**Work item:** What you give back must match the records below word for word.
:: Dataset records ::
use anyhow::Context;
use std::sync::Arc;

use crate::module::{InitCtx, Module};

/// Module registry driving the lifecycle of every registered module
pub struct ModuleRegistry {
    modules: Vec<Arc<dyn Module>>,
}

impl ModuleRegistry {
    /// Create a new module registry
    pub fn new() -> Self {
        Self {
            modules: Vec::new(),
        }
    }

    /// Register a module. Modules are initialized and started in registration order.
    pub fn register(&mut self, module: Arc<dyn Module>) {
        tracing::debug!(module = module.name(), "registering module");
        self.modules.push(module);
    }

    /// Get all registered modules
    pub fn modules(&self) -> impl Iterator<Item = &Arc<dyn Module>> {
        self.modules.iter()
    }

    /// Get a module by name
    pub fn get_module(&self, name: &str) -> Option<&Arc<dyn Module>> {
        self.modules.iter().find(|module| module.name() == name)
    }

    /// Number of registered modules
    pub fn len(&self) -> usize {
        self.modules.len()
    }

    pub fn is_empty(&self) -> bool {
        self.modules.is_empty()
    }

    /// Initialize all modules
    pub async fn init_all(&self, ctx: &InitCtx<'_>) -> anyhow::Result<()> {
        tracing::info!("initializing {} modules", self.modules.len());

        for module in &self.modules {
            tracing::info!(module = module.name(), "initializing module");

            module
                .init(ctx)
                .await
                .with_context(|| format!("failed to initialize module '{}'", module.name()))?;
        }

        Ok(())
    }

    /// Start all modules
    pub async fn start_all(&self, ctx: &InitCtx<'_>) -> anyhow::Result<()> {
        tracing::info!("starting {} modules", self.modules.len());

        for module in &self.modules {
            tracing::info!(module = module.name(), "starting module");

            module
                .start(ctx)
                .await
                .with_context(|| format!("failed to start module '{}'", module.name()))?;
        }

        Ok(())
    }

    /// Stop all modules in reverse registration order
    pub async fn stop_all(&self) -> anyhow::Result<()> {
        tracing::info!("stopping {} modules in reverse order", self.modules.len());

        for module in self.modules.iter().rev() {
            tracing::info!(module = module.name(), "stopping module");

            module
                .stop()
                .await
                .with_context(|| format!("failed to stop module '{}'", module.name()))?;
        }

        Ok(())
    }
}

impl Default for ModuleRegistry {
    fn default() -> Self {
        Self::new()
    }
}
:::
**Result of the exercise:**
use anyhow::Context;
use std::sync::Arc;

use crate::module::{InitCtx, Module};

/// Module registry driving the lifecycle of every registered module
pub struct ModuleRegistry {
    modules: Vec<Arc<dyn Module>>,
}

impl ModuleRegistry {
    /// Create a new module registry
    pub fn new() -> Self {
        Self {
            modules: Vec::new(),
        }
    }

    /// Register a module. Modules are initialized and started in registration order.
    pub fn register(&mut self, module: Arc<dyn Module>) {
        tracing::debug!(module = module.name(), "registering module");
        self.modules.push(module);
    }

    /// Get all registered modules
    pub fn modules(&self) -> impl Iterator<Item = &Arc<dyn Module>> {
        self.modules.iter()
    }

    /// Get a module by name
    pub fn get_module(&self, name: &str) -> Option<&Arc<dyn Module>> {
        self.modules.iter().find(|module| module.name() == name)
    }

    /// Number of registered modules
    pub fn len(&self) -> usize {
        self.modules.len()
    }

    pub fn is_empty(&self) -> bool {
        self.modules.is_empty()
    }

    /// Initialize all modules
    pub async fn init_all(&self, ctx: &InitCtx<'_>) -> anyhow::Result<()> {
        tracing::info!("initializing {} modules", self.modules.len());

        for module in &self.modules {
            tracing::info!(module = module.name(), "initializing module");

            module
                .init(ctx)
                .await
                .with_context(|| format!("failed to initialize module '{}'", module.name()))?;
        }

        Ok(())
    }

    /// Start all modules
    pub async fn start_all(&self, ctx: &InitCtx<'_>) -> anyhow::Result<()> {
        tracing::info!("starting {} modules", self.modules.len());

        for module in &self.modules {
            tracing::info!(module = module.name(), "starting module");

            module
                .start(ctx)
                .await
                .with_context(|| format!("failed to start module '{}'", module.name()))?;
        }

        Ok(())
    }

    /// Stop all modules in reverse registration order
    pub async fn stop_all(&self) -> anyhow::Result<()> {
        tracing::info!("stopping {} modules in reverse order", self.modules.len());

        for module in self.modules.iter().rev() {
            tracing::info!(module = module.name(), "stopping module");

            module
                .stop()
                .await
                .with_context(|| format!("failed to stop module '{}'", module.name()))?;
        }

        Ok(())
    }
}

impl Default for ModuleRegistry {
    fn default() -> Self {
        Self::new()
    }
}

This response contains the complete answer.